Going back to the topic, if $A \subseteq B \subseteq C$ be a triple of spaces, then one sees that we have a short exact sequence of chain complexes

$0 \rightarrow C_{\bullet}(B)/C_{\bullet}(A) \rightarrow C_{\bullet}(C)/C_{\bullet}(A) \rightarrow C_{\bullet}(C)/C_{\bullet}(B) \rightarrow 0$

that gives rise to the long exact sequence 

$\ldots \rightarrow H_{i}(B, A) \rightarrow H_{i}(C, A) \rightarrow H_{i}(C, B) \rightarrow H_{i-1}(B,A) \rightarrow \ldots$

called the homology exact sequence of a triple.
Suppose now that you have a pointed space $(X, x_{0})$ and some contractible space $\widetilde{X}$ that contains $X$ as a subspace.
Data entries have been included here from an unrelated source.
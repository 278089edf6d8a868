//! Client for the Google Generative Language REST API.
//!
//! Provides typed wire DTOs, an HTTP wrapper around the file-upload,
//! file-status, model-listing, and content-generation endpoints, a
//! bounded cancellable polling routine for remote media processing, and
//! the [`service::RemoteAuditService`] trait the API layer consumes.

pub mod client;
pub mod files;
pub mod poll;
pub mod service;
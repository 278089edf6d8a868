//! Bounded, cancellable polling for remote media processing.
//!
//! An uploaded video sits in `PROCESSING` until the remote service has
//! ingested it. The source behavior re-checked the state every two
//! seconds with no upper bound; here the loop is bounded by a maximum
//! wait and can be cancelled between checks, returning a discriminated
//! outcome instead of looping unconditionally.

use std::future::Future;
use std::time::Duration;

use tokio_util::sync::CancellationToken;

use crate::client::{GeminiApiError, GeminiClient};
use crate::files::{FileState, RemoteFile};

/// Tunable parameters for the processing poll loop.
#[derive(Debug, Clone)]
pub struct PollConfig {
    /// Fixed pause between status re-checks.
    pub interval: Duration,
    /// Upper bound on total waiting before giving up.
    pub max_wait: Duration,
}

impl Default for PollConfig {
    fn default() -> Self {
        Self {
            interval: Duration::from_secs(2),
            max_wait: Duration::from_secs(600),
        }
    }
}

/// Terminal outcome of a poll loop.
#[derive(Debug)]
pub enum PollOutcome {
    /// The file reached `ACTIVE` and is ready for inference.
    Ready(RemoteFile),
    /// The remote service reported `FAILED`. Terminal; never retried.
    Failed,
    /// `max_wait` elapsed without the file leaving `PROCESSING`.
    TimedOut,
    /// The caller cancelled the wait.
    Cancelled,
}

/// Poll an uploaded file until it is ready, failed, timed out, or
/// cancelled.
///
/// Starts from the state reported at upload time, so a file that is
/// already `ACTIVE` returns without sleeping. One status fetch follows
/// each pause; a file that reports `PROCESSING` exactly k times costs
/// exactly k pauses.
pub async fn poll_until_ready(
    client: &GeminiClient,
    uploaded: RemoteFile,
    config: &PollConfig,
    cancel: &CancellationToken,
) -> Result<PollOutcome, GeminiApiError> {
    poll_with(uploaded, |name| client_fetch(client, name), config, cancel).await
}

async fn client_fetch(client: &GeminiClient, name: String) -> Result<RemoteFile, GeminiApiError> {
    client.get_file(&name).await
}

/// Poll loop over an arbitrary status-fetch function.
///
/// Split out from [`poll_until_ready`] so the loop can be exercised
/// without a live endpoint.
pub async fn poll_with<F, Fut>(
    uploaded: RemoteFile,
    mut fetch: F,
    config: &PollConfig,
    cancel: &CancellationToken,
) -> Result<PollOutcome, GeminiApiError>
where
    F: FnMut(String) -> Fut,
    Fut: Future<Output = Result<RemoteFile, GeminiApiError>>,
{
    let mut file = uploaded;
    let mut waited = Duration::ZERO;

    loop {
        match file.state {
            FileState::Active => return Ok(PollOutcome::Ready(file)),
            FileState::Failed => {
                tracing::warn!(name = %file.name, "Remote video processing failed");
                return Ok(PollOutcome::Failed);
            }
            // Unknown states are treated like PROCESSING: keep checking
            // until the bound runs out.
            FileState::Processing | FileState::Unknown => {}
        }

        if waited >= config.max_wait {
            tracing::warn!(
                name = %file.name,
                waited_secs = waited.as_secs(),
                "Gave up waiting for remote processing",
            );
            return Ok(PollOutcome::TimedOut);
        }

        tokio::select! {
            _ = cancel.cancelled() => {
                tracing::info!(name = %file.name, "Processing wait cancelled");
                return Ok(PollOutcome::Cancelled);
            }
            _ = tokio::time::sleep(config.interval) => {}
        }
        waited += config.interval;

        file = fetch(file.name.clone()).await?;
    }
}

// ---------------------------------------------------------------------------
// Tests
// ---------------------------------------------------------------------------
In your case $X = \mathbb{R}^{n} \setminus 0$ and $\widetilde{X} = \mathbb{R}^{n}$ and the choice of point is irrelevant. The long exact sequence of the triple takes the form 

$\ldots \rightarrow \widetilde{H}_{i}(X) \rightarrow \widetilde{H}_{i}(\widetilde{X}) \rightarrow H_{i}(\widetilde{X}, X) \rightarrow \widetilde{H}_{i-1}(X) \rightarrow \ldots$

but since $\widetilde{X}$ is conctractible, $\widetilde{H}_{i}(\widetilde{X}) = 0$ for all $i$, so this proves that $H_{i}(\widetilde{X}, X) \simeq \widetilde{H}_{i-1}(X)$.